DOMUM SON LLATZER

Rincones hechos con cariño

CLIENTE: DOMUM  | www.domumprogramme.org  |  Interiorismo Emocional  FECHA: 2024

En el Hospital Son Llàtzer de Mallorca, llevamos a cabo una doble intervención con un mismo propósito: transformar el tiempo de espera en un momento más amable, más humano. Renovamos dos salas con identidades distintas, pero conectadas por un lenguaje común hecho de luz, color y cuidado por los detalles.

La primera sala nos ofrecía un espacio generoso, delimitado por ventanales de cristal. Aprovechamos esa apertura natural para convertirla en una zona polivalente: sala de espera y también sala de talleres. Introdujimos un mueble de almacenaje hecho a medida y un panel informativo en madera que organiza la actividad y aporta calidez. Los vinilos en las cristaleras filtran la luz y crean intimidad, mientras que los elementos circulares sobre la pared decoran y orientan sin saturar. En un rincón que quedaba sin uso, instalamos nuestros separadores de madera —sutiles y orgánicos— y tras ellos, un par de sillas Badminton invitan a relajarse o leer en un entorno más íntimo.

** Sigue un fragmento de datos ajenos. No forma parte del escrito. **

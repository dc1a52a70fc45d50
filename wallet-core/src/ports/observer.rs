//! Mutation observer port - lifecycle hooks for the mutation engine

use std::time::Duration;

use crate::domain::{Error, OperationIntent, Wallet};

/// Receives structured notifications as the engine works through an intent.
///
/// All methods default to no-ops so implementations only override what they
/// care about. Calls happen inline on the engine's task and must not block.
pub trait MutationObserver: Send + Sync {
    /// An attempt (1-based) is about to read the wallet
    fn attempt_started(&self, _intent: &OperationIntent, _attempt: u32) {}

    /// Attempt `attempt` failed with a retryable `cause`; the engine will
    /// sleep for `delay` and try again.
    fn retry_scheduled(
        &self,
        _intent: &OperationIntent,
        _attempt: u32,
        _delay: Duration,
        _cause: &Error,
    ) {
    }

    /// The mutation committed on attempt `attempts`
    fn succeeded(&self, _intent: &OperationIntent, _wallet: &Wallet, _attempts: u32) {}

    /// The mutation ended without committing. `error` is the classified
    /// error returned to the caller.
    fn failed(&self, _intent: &OperationIntent, _error: &Error, _attempts: u32) {}
}

/// Observer that ignores every event
#[derive(Debug, Default, Clone, Copy)]
pub struct NoopObserver;

impl MutationObserver for NoopObserver {}
//! Wallet Core - versioned wallet balances with optimistic concurrency
//!
//! This crate implements the core domain logic following hexagonal architecture:
//!
//! - **domain**: Wallet, operations, validation and the error taxonomy
//! - **ports**: Trait definitions for external dependencies (BalanceStore, MutationObserver)
//! - **services**: Mutation engine, wallet facade, migrations, tracing observer
//! - **adapters**: DuckDB store and its connection pool

pub mod adapters;
pub mod config;
pub mod domain;
pub mod migrations;
pub mod ports;
pub mod services;

use std::path::Path;
use std::sync::Arc;

use adapters::duckdb::DuckDbStore;
use config::Config;
use ports::BalanceStore;
use services::{EntryPoint, MutationEngine, RetryPolicy, TracingObserver, WalletService};

// Re-export commonly used types at crate root
pub use domain::result::{Error, ErrorClass, Result};
pub use domain::{OperationIntent, OperationKind, OperationRequest, Wallet};
pub use services::CallContext;

/// Main context for wallet operations
///
/// Holds the configuration, the store and the service built on top of it.
/// Construct once per process and share.
pub struct WalletContext {
    pub config: Config,
    pub store: Arc<DuckDbStore>,
    pub wallet_service: WalletService,
}

impl WalletContext {
    /// Open the configured store, provision its schema and wire the services
    pub fn new(config: Config, entry_point: EntryPoint) -> Result<Self> {
        let store = Arc::new(DuckDbStore::open(&config.database)?);
        store.ensure_schema()?;

        let balance_store: Arc<dyn BalanceStore> = store.clone();
        let engine = MutationEngine::new(Arc::clone(&balance_store), RetryPolicy::from(&config.retry))
            .with_observer(Arc::new(TracingObserver::new(entry_point)));
        let wallet_service = WalletService::new(balance_store, engine);

        tracing::debug!(
            database = %config.database.location,
            env = %config.env,
            "wallet context ready"
        );

        Ok(Self {
            config,
            store,
            wallet_service,
        })
    }

    /// Load configuration from `data_dir` (and an optional explicit file)
    /// and build the context
    pub fn load(data_dir: &Path, config_path: Option<&Path>, entry_point: EntryPoint) -> Result<Self> {
        let config = Config::load(data_dir, config_path)?;
        Self::new(config, entry_point)
    }
}
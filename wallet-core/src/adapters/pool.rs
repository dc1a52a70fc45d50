//! Bounded connection pool over one DuckDB database
//!
//! DuckDB hands out extra connections to an open database through
//! `Connection::try_clone`, so the pool keeps the root connection and clones
//! from it on demand. A semaphore caps how many connections are checked out
//! at once; returned connections are parked until they age past
//! `max_lifetime`.

use std::ops::{Deref, DerefMut};
use std::sync::{Arc, Mutex};
use std::time::{Duration, Instant};

use duckdb::Connection;
use tokio::sync::{OwnedSemaphorePermit, Semaphore};

use crate::config::DatabaseConfig;
use crate::domain::result::{Error, Result};

struct IdleConnection {
    conn: Connection,
    opened_at: Instant,
}

struct PoolInner {
    root: Mutex<Connection>,
    idle: Mutex<Vec<IdleConnection>>,
    permits: Arc<Semaphore>,
    max_idle: usize,
    max_lifetime: Duration,
    acquire_timeout: Duration,
}

impl PoolInner {
    fn take_idle(&self) -> Option<IdleConnection> {
        let mut idle = self.idle.lock().ok()?;
        while let Some(candidate) = idle.pop() {
            if candidate.opened_at.elapsed() < self.max_lifetime {
                return Some(candidate);
            }
        }
        None
    }

    fn open(&self) -> Result<Connection> {
        let root = self
            .root
            .lock()
            .map_err(|_| Error::database("connection pool lock poisoned"))?;
        root.try_clone()
            .map_err(|e| Error::database(format!("failed to open pooled connection: {e}")))
    }

    fn release(&self, conn: Connection, opened_at: Instant) {
        if opened_at.elapsed() >= self.max_lifetime {
            return;
        }
        if let Ok(mut idle) = self.idle.lock() {
            if idle.len() < self.max_idle {
                idle.push(IdleConnection { conn, opened_at });
            }
        }
    }
}

/// Shared, bounded set of connections to one database
#[derive(Clone)]
pub struct ConnectionPool {
    inner: Arc<PoolInner>,
}

impl ConnectionPool {
    pub fn new(root: Connection, settings: &DatabaseConfig) -> Self {
        let max_open = settings.max_open_conns.max(1);
        Self {
            inner: Arc::new(PoolInner {
                root: Mutex::new(root),
                idle: Mutex::new(Vec::new()),
                permits: Arc::new(Semaphore::new(max_open)),
                max_idle: settings.max_idle_conns.min(max_open),
                max_lifetime: settings.max_lifetime,
                acquire_timeout: settings.acquire_timeout,
            }),
        }
    }

    /// Check out a connection, waiting at most `acquire_timeout` for a free slot
    pub async fn acquire(&self) -> Result<PooledConnection> {
        let timeout = self.inner.acquire_timeout;
        let permit = tokio::time::timeout(timeout, Arc::clone(&self.inner.permits).acquire_owned())
            .await
            .map_err(|_| Error::PoolExhausted(timeout))?
            .map_err(|_| Error::database("connection pool closed"))?;

        let (conn, opened_at) = match self.inner.take_idle() {
            Some(idle) => (idle.conn, idle.opened_at),
            None => (self.inner.open()?, Instant::now()),
        };

        Ok(PooledConnection {
            conn: Some(conn),
            opened_at,
            pool: Arc::clone(&self.inner),
            _permit: permit,
        })
    }

    /// Run `f` on the root connection, outside the permit accounting.
    /// Meant for startup work such as schema provisioning.
    pub fn with_root<T>(&self, f: impl FnOnce(&Connection) -> Result<T>) -> Result<T> {
        let root = self
            .inner
            .root
            .lock()
            .map_err(|_| Error::database("connection pool lock poisoned"))?;
        f(&root)
    }

    /// Number of parked connections
    pub fn idle_count(&self) -> usize {
        self.inner.idle.lock().map(|idle| idle.len()).unwrap_or(0)
    }

    /// Number of connections that can still be checked out right now
    pub fn available(&self) -> usize {
        self.inner.permits.available_permits()
    }
}

/// A checked-out connection; goes back to the pool on drop
pub struct PooledConnection {
    conn: Option<Connection>,
    opened_at: Instant,
    pool: Arc<PoolInner>,
    _permit: OwnedSemaphorePermit,
}

impl Deref for PooledConnection {
    type Target = Connection;

    fn deref(&self) -> &Connection {
        self.conn.as_ref().expect("connection present until drop")
    }
}

impl DerefMut for PooledConnection {
    fn deref_mut(&mut self) -> &mut Connection {
        self.conn.as_mut().expect("connection present until drop")
    }
}

impl Drop for PooledConnection {
    fn drop(&mut self) {
        // The permit field drops after this, so the slot frees up only once
        // the connection is parked.
        if let Some(conn) = self.conn.take() {
            self.pool.release(conn, self.opened_at);
        }
    }
}
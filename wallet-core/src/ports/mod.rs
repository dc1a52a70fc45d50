//! Port definitions (hexagonal architecture)
//!
//! Ports define the interfaces for external dependencies. The core domain
//! depends only on these traits, not on concrete implementations.

mod observer;
mod store;

pub use observer::{MutationObserver, NoopObserver};
pub use store::BalanceStore;
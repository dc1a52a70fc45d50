//! Wallet commands - create, show, deposit, withdraw
//!
//! These go through the same validation and mutation engine as the HTTP API.

use anyhow::{Context, Result};
use uuid::Uuid;
use wallet_core::config::Config;
use wallet_core::services::EntryPoint;
use wallet_core::{CallContext, OperationKind, OperationRequest, Wallet};

use super::get_context;
use crate::output;

fn print_wallet(wallet: &Wallet, json: bool) -> Result<()> {
    if json {
        println!("{}", serde_json::to_string_pretty(wallet)?);
    } else {
        println!("{}", output::wallet_table(wallet));
    }
    Ok(())
}

fn parse_id(raw: &str) -> Result<Uuid> {
    Uuid::parse_str(raw).with_context(|| format!("invalid wallet id: {raw}"))
}

fn call_context(config: &Config) -> CallContext {
    CallContext::new().with_timeout(config.server.request_timeout)
}

pub async fn create(config: Config, json: bool) -> Result<()> {
    let call = call_context(&config);
    let ctx = get_context(config, EntryPoint::Cli)?;
    let wallet = ctx
        .wallet_service
        .create(&call)
        .await
        .context("failed to create wallet")?;

    if !json {
        output::success("Wallet created");
    }
    print_wallet(&wallet, json)
}

pub async fn show(config: Config, id: &str, json: bool) -> Result<()> {
    let id = parse_id(id)?;
    let call = call_context(&config);
    let ctx = get_context(config, EntryPoint::Cli)?;
    let wallet = ctx.wallet_service.get(id, &call).await?;
    print_wallet(&wallet, json)
}

/// Submit a deposit or withdrawal
pub async fn operate(
    config: Config,
    kind: OperationKind,
    id: &str,
    amount: i64,
    json: bool,
) -> Result<()> {
    let request = OperationRequest::new(parse_id(id)?, kind.as_str(), amount);
    let call = call_context(&config);
    let ctx = get_context(config, EntryPoint::Cli)?;
    let wallet = ctx.wallet_service.submit(&request, &call).await?;

    if !json {
        output::success(&format!(
            "{} of {} applied",
            kind,
            output::format_minor_units(amount)
        ));
    }
    print_wallet(&wallet, json)
}
pub const DEFAULT_DATABASE_FILE: &str = "wallets.duckdb";
pub const IN_MEMORY: &str = ":memory:";

/// Deployment environment, which selects log format and verbosity
#[derive(Debug, Clone, Copy, Default, PartialEq, Eq, Deserialize)]
#[serde(rename_all = "lowercase")]
pub enum Environment {
    #[default]
    Local,
    Dev,
    Prod,
}

impl FromStr for Environment {
    type Err = Error;

    fn from_str(s: &str) -> Result<Self> {
        match s.trim().to_lowercase().as_str() {
            "local" => Ok(Environment::Local),
            "dev" => Ok(Environment::Dev),
            "prod" => Ok(Environment::Prod),
            other => Err(Error::config(format!("unknown environment: {other:?}"))),
        }
    }
}

impl fmt::Display for Environment {
    fn fmt(&self, f: &mut fmt::Formatter<'_>) -> fmt::Result {
        f.write_str(match self {
            Environment::Local => "local",
            Environment::Dev => "dev",
            Environment::Prod => "prod",
        })
    }
}

/// Raw settings.json structure
#[derive(Debug, Clone, Default, Deserialize)]
#[serde(rename_all = "camelCase")]
struct SettingsFile {
    #[serde(default)]
    env: Option<String>,
    #[serde(default)]
    server: ServerSettings,
    #[serde(default)]
    database: DatabaseSettings,
    #[serde(default)]
    retry: RetrySettings,
}

#[derive(Debug, Clone, Default, Deserialize)]
#[serde(rename_all = "camelCase")]
struct ServerSettings {
    host: Option<String>,
    port: Option<u16>,
    request_timeout: Option<String>,
    shutdown_timeout: Option<String>,
}
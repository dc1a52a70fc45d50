//! DuckDB balance store

use std::path::Path;
use std::thread;
use std::time::Duration;

use async_trait::async_trait;
use chrono::{DateTime, NaiveDateTime, Utc};
use duckdb::{params, Connection};
use uuid::Uuid;

use crate::adapters::pool::ConnectionPool;
use crate::config::{Config, DatabaseConfig, DatabaseLocation};
use crate::domain::{Error, Result, Wallet};
use crate::ports::BalanceStore;
use crate::services::{MigrationResult, MigrationService};

/// Maximum attempts when the database file is locked by another process
const MAX_OPEN_ATTEMPTS: u32 = 5;

/// Initial delay between open attempts (doubles each time: 50, 100, 200, 400ms)
const INITIAL_OPEN_DELAY_MS: u64 = 50;

const TIMESTAMP_WRITE_FORMAT: &str = "%Y-%m-%d %H:%M:%S%.6f";
const TIMESTAMP_READ_FORMAT: &str = "%Y-%m-%d %H:%M:%S%.f";

const SELECT_WALLET: &str = "SELECT id, balance, created_at::VARCHAR, updated_at::VARCHAR, version \
                             FROM wallets WHERE id = ?";

impl From<duckdb::Error> for Error {
    fn from(err: duckdb::Error) -> Self {
        Error::Database(err.to_string())
    }
}

/// Check if an open error means the file is held by someone else
fn is_lock_error(err_msg: &str) -> bool {
    let lower = err_msg.to_lowercase();
    lower.contains("being used by another process")
        || lower.contains("cannot access the file")
        || lower.contains("resource temporarily unavailable")
        || lower.contains("database is locked")
        || lower.contains("could not set lock")
        || lower.contains("file is already open")
}

/// Transaction conflicts surface as errors mentioning "conflict"
fn is_conflict_error(err: &duckdb::Error) -> bool {
    err.to_string().to_lowercase().contains("conflict")
}

fn is_duplicate_key_error(err: &duckdb::Error) -> bool {
    let lower = err.to_string().to_lowercase();
    lower.contains("duplicate key") || lower.contains("primary key constraint")
}

/// Render a timestamp the way the store writes it (naive UTC, microseconds)
pub fn format_timestamp(ts: DateTime<Utc>) -> String {
    ts.format(TIMESTAMP_WRITE_FORMAT).to_string()
}

/// Parse a `TIMESTAMP::VARCHAR` value read back from the store
pub fn parse_timestamp(raw: &str) -> Result<DateTime<Utc>> {
    NaiveDateTime::parse_from_str(raw, TIMESTAMP_READ_FORMAT)
        .map(|naive| naive.and_utc())
        .map_err(|e| Error::database(format!("invalid stored timestamp '{raw}': {e}")))
}

type WalletRow = (String, i64, String, String, i64);

fn wallet_from_row(row: WalletRow) -> Result<Wallet> {
    let (id, balance, created_at, updated_at, version) = row;
    Ok(Wallet {
        id: Uuid::parse_str(&id)
            .map_err(|e| Error::database(format!("invalid stored wallet id '{id}': {e}")))?,
        balance,
        created_at: parse_timestamp(&created_at)?,
        updated_at: parse_timestamp(&updated_at)?,
        version,
    })
}

fn select_wallet(conn: &Connection, id: Uuid) -> Result<Wallet> {
    let row = conn
        .query_row(SELECT_WALLET, [id.to_string()], |row| {
            Ok((row.get(0)?, row.get(1)?, row.get(2)?, row.get(3)?, row.get(4)?))
        })
        .map_err(|e| match e {
            duckdb::Error::QueryReturnedNoRows => Error::NotFound(id),
            other => other.into(),
        })?;
    wallet_from_row(row)
}

fn insert_wallet(conn: &Connection, id: Uuid) -> Result<Wallet> {
    let wallet = Wallet::new(id);
    conn.execute(
        "INSERT INTO wallets (id, balance, created_at, updated_at, version) VALUES (?, ?, ?, ?, ?)",
        params![
            id.to_string(),
            wallet.balance,
            format_timestamp(wallet.created_at),
            format_timestamp(wallet.updated_at),
            wallet.version,
        ],
    )
    .map_err(|e| {
        if is_duplicate_key_error(&e) {
            Error::AlreadyExists(id)
        } else {
            e.into()
        }
    })?;
    select_wallet(conn, id)
}

fn update_wallet(
    conn: &mut Connection,
    id: Uuid,
    expected_version: i64,
    new_balance: i64,
) -> Result<Wallet> {
    let conflict = |e: duckdb::Error| {
        if is_conflict_error(&e) {
            Error::VersionConflict {
                wallet_id: id,
                expected_version,
            }
        } else {
            Error::from(e)
        }
    };

    let tx = conn.transaction()?;
    let updated = tx
        .execute(
            "UPDATE wallets SET balance = ?, updated_at = ?, version = version + 1 \
             WHERE id = ? AND version = ?",
            params![
                new_balance,
                format_timestamp(Utc::now()),
                id.to_string(),
                expected_version,
            ],
        )
        .map_err(conflict)?;

    if updated == 0 {
        let exists: i64 = tx.query_row(
            "SELECT COUNT(*) FROM wallets WHERE id = ?",
            [id.to_string()],
            |row| row.get(0),
        )?;
        return Err(if exists == 0 {
            Error::NotFound(id)
        } else {
            Error::VersionConflict {
                wallet_id: id,
                expected_version,
            }
        });
    }

    let wallet = select_wallet(&tx, id)?;
    tx.commit().map_err(conflict)?;
    Ok(wallet)
}

/// Wallet store backed by DuckDB
pub struct DuckDbStore {
    pool: ConnectionPool,
    location: DatabaseLocation,
}

impl DuckDbStore {
    /// Open the database described by `settings`.
    ///
    /// A file held by another process is retried with exponential backoff
    /// before giving up.
    pub fn open(settings: &DatabaseConfig) -> Result<Self> {
        let mut attempt = 0;
        let conn = loop {
            match Self::try_open_connection(&settings.location) {
                Ok(conn) => break conn,
                Err(e) => {
                    let err_msg = e.to_string();
                    attempt += 1;
                    if !is_lock_error(&err_msg) || attempt >= MAX_OPEN_ATTEMPTS {
                        return Err(Error::database(format!(
                            "failed to open database {}: {err_msg}",
                            settings.location
                        )));
                    }
                    let delay = Duration::from_millis(INITIAL_OPEN_DELAY_MS * 2u64.pow(attempt - 1));
                    tracing::warn!(
                        location = %settings.location,
                        attempt,
                        max_attempts = MAX_OPEN_ATTEMPTS,
                        delay_ms = delay.as_millis() as u64,
                        error = %err_msg,
                        "database busy, retrying open"
                    );
                    thread::sleep(delay);
                }
            }
        };

        Ok(Self {
            pool: ConnectionPool::new(conn, settings),
            location: settings.location.clone(),
        })
    }

    /// Fresh in-memory store with the schema applied
    pub fn open_in_memory() -> Result<Self> {
        let store = Self::open(&Config::default().database)?;
        store.ensure_schema()?;
        Ok(store)
    }

    fn try_open_connection(location: &DatabaseLocation) -> Result<Connection> {
        // Extension autoloading stays off; nothing here needs extensions
        let config = duckdb::Config::default().enable_autoload_extension(false)?;
        let conn = match location {
            DatabaseLocation::InMemory => Connection::open_in_memory_with_flags(config)?,
            DatabaseLocation::File(path) => {
                ensure_parent_dir(path)?;
                Connection::open_with_flags(path, config)?
            }
        };
        Ok(conn)
    }

    /// Apply pending migrations
    pub fn run_migrations(&self) -> Result<MigrationResult> {
        self.pool
            .with_root(|conn| MigrationService::new(conn).run_pending())
    }

    /// Ensure the schema exists (runs pending migrations)
    pub fn ensure_schema(&self) -> Result<()> {
        let result = self.run_migrations()?;
        if !result.applied.is_empty() {
            tracing::debug!(applied = ?result.applied, "schema migrated");
        }
        Ok(())
    }

    pub fn location(&self) -> &DatabaseLocation {
        &self.location
    }

    pub fn pool(&self) -> &ConnectionPool {
        &self.pool
    }

    /// Run blocking store work on a pooled connection.
    ///
    /// The connection goes back to the pool as soon as `f` returns.
    async fn with_connection<T, F>(&self, f: F) -> Result<T>
    where
        T: Send + 'static,
        F: FnOnce(&mut Connection) -> Result<T> + Send + 'static,
    {
        let mut conn = self.pool.acquire().await?;
        tokio::task::spawn_blocking(move || f(&mut conn))
            .await
            .map_err(|e| Error::database(format!("store task failed: {e}")))?
    }
}

fn ensure_parent_dir(path: &Path) -> Result<()> {
    if let Some(parent) = path.parent() {
        if !parent.as_os_str().is_empty() {
            std::fs::create_dir_all(parent)?;
        }
    }
    Ok(())
}

#[async_trait]
impl BalanceStore for DuckDbStore {
    async fn create(&self, id: Uuid) -> Result<Wallet> {
        self.with_connection(move |conn| insert_wallet(conn, id)).await
    }

    async fn get(&self, id: Uuid) -> Result<Wallet> {
        self.with_connection(move |conn| select_wallet(conn, id)).await
    }

    async fn conditional_update(
        &self,
        id: Uuid,
        expected_version: i64,
        new_balance: i64,
    ) -> Result<Wallet> {
        if new_balance < 0 {
            return Err(Error::InvalidAmount(new_balance));
        }
        self.with_connection(move |conn| update_wallet(conn, id, expected_version, new_balance))
            .await
    }
}
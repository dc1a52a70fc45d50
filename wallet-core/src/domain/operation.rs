//! Deposit/withdraw intents and the validation that guards the engine

use std::fmt;
use std::str::FromStr;

use serde::{Deserialize, Serialize};
use uuid::Uuid;

use super::result::{Error, Result};
use super::wallet::Wallet;

/// Kind of balance mutation
#[derive(Debug, Clone, Copy, PartialEq, Eq, Serialize, Deserialize)]
#[serde(rename_all = "UPPERCASE")]
pub enum OperationKind {
    Deposit,
    Withdraw,
}

impl OperationKind {
    pub fn as_str(&self) -> &'static str {
        match self {
            OperationKind::Deposit => "DEPOSIT",
            OperationKind::Withdraw => "WITHDRAW",
        }
    }
}

impl fmt::Display for OperationKind {
    fn fmt(&self, f: &mut fmt::Formatter<'_>) -> fmt::Result {
        f.write_str(self.as_str())
    }
}

impl FromStr for OperationKind {
    type Err = Error;

    /// Wire names are matched exactly; `"deposit"` is not a valid kind.
    fn from_str(s: &str) -> Result<Self> {
        match s {
            "DEPOSIT" => Ok(OperationKind::Deposit),
            "WITHDRAW" => Ok(OperationKind::Withdraw),
            other => Err(Error::InvalidOperationKind(other.to_string())),
        }
    }
}

/// Operation payload as received from a caller, not yet validated
#[derive(Debug, Clone, Serialize, Deserialize)]
#[serde(rename_all = "camelCase")]
pub struct OperationRequest {
    pub wallet_id: Uuid,
    pub operation_type: String,
    pub amount: i64,
}

impl OperationRequest {
    pub fn new(wallet_id: Uuid, operation_type: impl Into<String>, amount: i64) -> Self {
        Self {
            wallet_id,
            operation_type: operation_type.into(),
            amount,
        }
    }
}

/// A validated mutation intent. Only [`validate`] produces one from
/// untrusted input, so `amount` is always positive.
#[derive(Debug, Clone, Copy, PartialEq, Eq)]
pub struct OperationIntent {
    pub wallet_id: Uuid,
    pub kind: OperationKind,
    pub amount: i64,
}

impl OperationIntent {
    pub fn deposit(wallet_id: Uuid, amount: i64) -> Result<Self> {
        Self::checked(wallet_id, OperationKind::Deposit, amount)
    }

    pub fn withdraw(wallet_id: Uuid, amount: i64) -> Result<Self> {
        Self::checked(wallet_id, OperationKind::Withdraw, amount)
    }

    fn checked(wallet_id: Uuid, kind: OperationKind, amount: i64) -> Result<Self> {
        if amount <= 0 {
            return Err(Error::InvalidAmount(amount));
        }
        Ok(Self { wallet_id, kind, amount })
    }

    /// Balance the wallet would hold after applying this intent.
    ///
    /// Withdrawals never take the balance below zero and deposits never wrap.
    pub fn next_balance(&self, wallet: &Wallet) -> Result<i64> {
        match self.kind {
            OperationKind::Withdraw => {
                if wallet.balance < self.amount {
                    return Err(Error::InsufficientFunds {
                        wallet_id: wallet.id,
                        balance: wallet.balance,
                        amount: self.amount,
                    });
                }
                Ok(wallet.balance - self.amount)
            }
            OperationKind::Deposit => {
                wallet
                    .balance
                    .checked_add(self.amount)
                    .ok_or(Error::AmountOverflow {
                        wallet_id: wallet.id,
                        balance: wallet.balance,
                        amount: self.amount,
                    })
            }
        }
    }
}

/// Validate a raw operation before any store access.
///
/// The amount is checked before the kind, so a request that is wrong on both
/// counts reports `InvalidAmount`.
pub fn validate(request: &OperationRequest) -> Result<OperationIntent> {
    if request.amount <= 0 {
        return Err(Error::InvalidAmount(request.amount));
    }
    let kind = request.operation_type.parse::<OperationKind>()?;
    Ok(OperationIntent {
        wallet_id: request.wallet_id,
        kind,
        amount: request.amount,
    })
}
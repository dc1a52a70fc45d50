//! Migrate command - provision the database schema

use anyhow::{Context, Result};
use colored::Colorize;
use wallet_core::adapters::duckdb::DuckDbStore;
use wallet_core::config::Config;

use crate::output;

pub fn run(config: &Config, json: bool) -> Result<()> {
    let store = DuckDbStore::open(&config.database)
        .with_context(|| format!("failed to open database at {}", config.database.location))?;
    let result = store.run_migrations().context("failed to apply migrations")?;

    if json {
        println!("{}", serde_json::to_string_pretty(&result)?);
        return Ok(());
    }

    println!("{} {}", "Database:".bold(), config.database.location);
    if result.applied.is_empty() {
        output::info(&format!(
            "Schema up to date ({} migrations already applied)",
            result.already_applied
        ));
    } else {
        for name in &result.applied {
            println!("  {} {}", "+".green(), name);
        }
        output::success(&format!("Applied {} migration(s)", result.applied.len()));
    }
    Ok(())
}
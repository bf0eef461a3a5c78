//! UseCase: メッセージ更新処理
//!
//! クライアントから送られた完全なレコードで既存メッセージを置き換える。
//! 投票の反映（vote toggle 済みの poll メッセージ）はこの経路で届く。

use std::sync::Arc;

use crate::domain::{ConnectionId, ConnectionRegistry, Message, MessagePusher, MessageStore};

use super::error::UpdateMessageError;

/// メッセージ更新のユースケース
pub struct UpdateMessageUseCase {
    /// Message Store（データアクセス層の抽象化）
    store: Arc<dyn MessageStore>,
    /// Connection Registry（roster の抽象化）
    registry: Arc<dyn ConnectionRegistry>,
    /// MessagePusher（メッセージ通知の抽象化）
    message_pusher: Arc<dyn MessagePusher>,
}

impl UpdateMessageUseCase {
    /// 新しい UpdateMessageUseCase を作成
    pub fn new(
        store: Arc<dyn MessageStore>,
        registry: Arc<dyn ConnectionRegistry>,
        message_pusher: Arc<dyn MessagePusher>,
    ) -> Self {
        Self {
            store,
            registry,
            message_pusher,
        }
    }

    /// メッセージ更新を実行
    ///
    /// # Arguments
    ///
    /// * `connection_id` - 送信元の接続 ID
    /// * `message` - 置き換え後の完全なレコード（Domain Model）
    ///
    /// # Returns
    ///
    /// * `Ok(Message)` - 置き換えられたメッセージ（ブロードキャスト用）
    /// * `Err(UpdateMessageError)` - join 前の送信、または対象が存在しない
    pub async fn execute(
        &self,
        connection_id: &ConnectionId,
        message: Message,
    ) -> Result<Message, UpdateMessageError> {
        // 1. 状態チェック（Joined のみ更新可能）
        if !self.registry.is_registered(connection_id).await {
            return Err(UpdateMessageError::InvalidState(
                connection_id.as_str().to_string(),
            ));
        }

        // 2. レコードごと置換（対象がなければ破棄、ブロードキャストしない）
        let message_id = message.id.as_str().to_string();
        self.store
            .replace_by_id(message.clone())
            .await
            .map_err(|_| UpdateMessageError::NotFound(message_id))?;

        Ok(message)
    }

    /// イベントを接続中の全クライアントにブロードキャスト
    pub async fn broadcast(&self, message: &str) -> Result<(), String> {
        self.message_pusher
            .broadcast(message)
            .await
            .map_err(|e| e.to_string())
    }
}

La segunda sala la concebimos como una gran sala de estar, capaz de acoger diferentes momentos y tipos de compañía. Combinamos bancos modulares de una, dos, tres y cuatro plazas, creando un paisaje dinámico y acogedor. El gran protagonista del espacio es el árbol de madera que crece desde un lateral de la sala. Sus ramas se despliegan en forma de paneles circulares vinilados en diferentes tonos de verde, extendiéndose por la pared y el techo como un gesto de naturaleza que abraza el entorno. Este árbol está pensado para que los pacientes puedan dejar sus mejores deseos en el espacio.
En esta segunda sala, añadimos dos estanterías abiertas para libros y revistas, un pequeño escritorio junto a la pared y vinilos solares en las ventanas para combatir el calor, sin renunciar a la luz natural.

Ambos espacios nacen del deseo de cuidar también los tiempos de espera, de hacerlos más suaves, más habitables. Porque cuando el entorno acompaña, todo se siente un poco más llevadero.